Jan 25, 2012 - 11:08am PT
@ ROLO ...
Listen to the words of David Lama?

Ice climber
Jan 25, 2012 - 11:13am PT
Many thanks to Leo for giving an objective recount in the midst of the heated debate.

Jan 25, 2012 - 11:15am PT
Right or wrong, this thread makes for great reading...I can't decide what was more entertaining-- Leo Dickensons fantastic contribution to the debate, or the Italian guys being asked if they had caught any trout lately...

Galgenen, Switzerland
Jan 25, 2012 - 11:36am PT
Let’s imagine for a second that Maestri hadn’t bolted the ridge. The first ascent would have been done in 2012. The 1970 ascent has obliterated part of the future of alpinism. It took away from the opportunity for future generations of alpinists to try a clean, virgin line, devoid of any industrial waste.
Claude Garden is a Genius ...
I wonder how many climbs we have to cancel from the past, because new generations will be able to do better ...
Congratulation Rolo ... very "smart" article ...
The cad

Does it matter, really?!?
Jan 25, 2012 - 11:37am PT
Claude Gardien wrote:
Let’s imagine for a second that Maestri hadn’t bolted the ridge. The first ascent would have been done in 2012.
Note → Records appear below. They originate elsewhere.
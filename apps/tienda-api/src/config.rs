//! API configuration module.
//!
//! Configuration is loaded from environment variables with fallback to defaults.

use std::env;
use std::fmt;
use std::str::FromStr;

use tienda_core::{Jurisdiction, Money, TaxRate};

/// Deployment environment.
#[derive(Debug, Clone, Copy, Default, PartialEq, Eq)]
pub enum Environment {
    #[default]
    Development,
    Production,
}

impl Environment {
    /// Whether error responses may carry debug detail.
    pub fn exposes_error_details(&self) -> bool {
        *self != Environment::Production
    }
}

impl FromStr for Environment {
    type Err = ConfigError;

    fn from_str(s: &str) -> Result<Self, Self::Err> {
        match s.trim().to_ascii_lowercase().as_str() {
            "development" | "dev" | "test" => Ok(Environment::Development),
            "production" | "prod" => Ok(Environment::Production),
            _ => Err(ConfigError::InvalidValue("APP_ENV".to_string())),
        }
    }
}

impl fmt::Display for Environment {
    fn fmt(&self, f: &mut fmt::Formatter<'_>) -> fmt::Result {
        match self {
            Environment::Development => f.write_str("development"),
            Environment::Production => f.write_str("production"),
        }
    }
}

/// API configuration.
#[derive(Debug, Clone)]
pub struct ApiConfig {
    /// HTTP listen port
    pub http_port: u16,

    /// Address to bind
    pub bind_addr: String,

    /// SQLite database file
    pub database_path: String,

    /// Pool size
    pub db_max_connections: u32,

    pub environment: Environment,

    /// Tax and shipping policy applied to every order
    pub jurisdiction: Jurisdiction,
}

impl Default for ApiConfig {
    fn default() -> Self {
        ApiConfig {
            http_port: 3000,
            bind_addr: "0.0.0.0".to_string(),
            database_path: "./data/tienda.db".to_string(),
            db_max_connections: 5,
            environment: Environment::Development,
            jurisdiction: Jurisdiction::mexico(),
        }
    }
}

impl ApiConfig {
    /// Load configuration from environment variables.
    pub fn load() -> Result<Self, ConfigError> {
        Self::from_lookup(|key| env::var(key).ok())
    }

    /// Load configuration through an arbitrary key lookup.
    pub fn from_lookup<F>(lookup: F) -> Result<Self, ConfigError>
    where
        F: Fn(&str) -> Option<String>,
    {
        let defaults = ApiConfig::default();
        let mexico = defaults.jurisdiction;

        let parse = |key: &str, default: String| -> String { lookup(key).unwrap_or(default) };

        let config = ApiConfig {
            http_port: parse("HTTP_PORT", defaults.http_port.to_string())
                .parse()
                .map_err(|_| ConfigError::InvalidValue("HTTP_PORT".to_string()))?,

            bind_addr: parse("BIND_ADDR", defaults.bind_addr),

            database_path: parse("DATABASE_PATH", defaults.database_path),

            db_max_connections: parse("DB_MAX_CONNECTIONS", defaults.db_max_connections.to_string())
                .parse()
                .map_err(|_| ConfigError::InvalidValue("DB_MAX_CONNECTIONS".to_string()))?,

            environment: parse("APP_ENV", defaults.environment.to_string()).parse()?,

            jurisdiction: Jurisdiction {
                code: parse("JURISDICTION_CODE", mexico.code),

                tax_rate: TaxRate::from_bps(
                    parse("TAX_RATE_BPS", mexico.tax_rate.bps().to_string())
                        .parse()
                        .map_err(|_| ConfigError::InvalidValue("TAX_RATE_BPS".to_string()))?,
                ),

                free_shipping_threshold: Money::from_cents(
                    parse(
                        "FREE_SHIPPING_THRESHOLD_CENTS",
                        mexico.free_shipping_threshold.cents().to_string(),
                    )
                    .parse()
                    .map_err(|_| {
                        ConfigError::InvalidValue("FREE_SHIPPING_THRESHOLD_CENTS".to_string())
                    })?,
                ),

                flat_shipping: Money::from_cents(
                    parse("FLAT_SHIPPING_CENTS", mexico.flat_shipping.cents().to_string())
                        .parse()
                        .map_err(|_| ConfigError::InvalidValue("FLAT_SHIPPING_CENTS".to_string()))?,
                ),
            },
        };

        if config.db_max_connections == 0 {
            return Err(ConfigError::InvalidValue("DB_MAX_CONNECTIONS".to_string()));
        }
        if config.jurisdiction.free_shipping_threshold.cents() < 0
            || config.jurisdiction.flat_shipping.cents() < 0
        {
            return Err(ConfigError::NegativeAmount);
        }

        Ok(config)
    }

    /// `bind_addr:http_port`
    pub fn listen_address(&self) -> String {
        format!("{}:{}", self.bind_addr, self.http_port)
    }
}

/// Configuration error types.
#[derive(Debug, thiserror::Error)]
pub enum ConfigError {
    #[error("Invalid value for {0}")]
    InvalidValue(String),

    #[error("Shipping amounts must not be negative")]
    NegativeAmount,
}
I think that this assertion is quite questionable.

Galgenen, Switzerland
Jan 25, 2012 - 11:38am PT
@New Age II
@ ROLO ...
Listen to the words of David Lama?
He is busy looking for consensus ...
Give me one hour and I'll translate it in english ... bye ...

¿Tienes una opinión sobre lo que hicieron Jason Kruk y Hyden Kennedy?

Ellos escalaron la ruta sin utilizar los clavos, eso estuvo muy bien, ese es su propio estilo y está muy bien, pero lo que hicieron cuando descendían, sacar los clavos, no fue algo muy inteligente. Creo que ellos no tenían el derecho de hacerlo, esa es mi opinión.

¿Qué piensas sobre la discusión que se desató por el tema de los clavos de Maestri, si está bien utilizarlos o no para llegar a la cumbre, si es justo utilizar cualquier medio con tal de lograr el objetivo?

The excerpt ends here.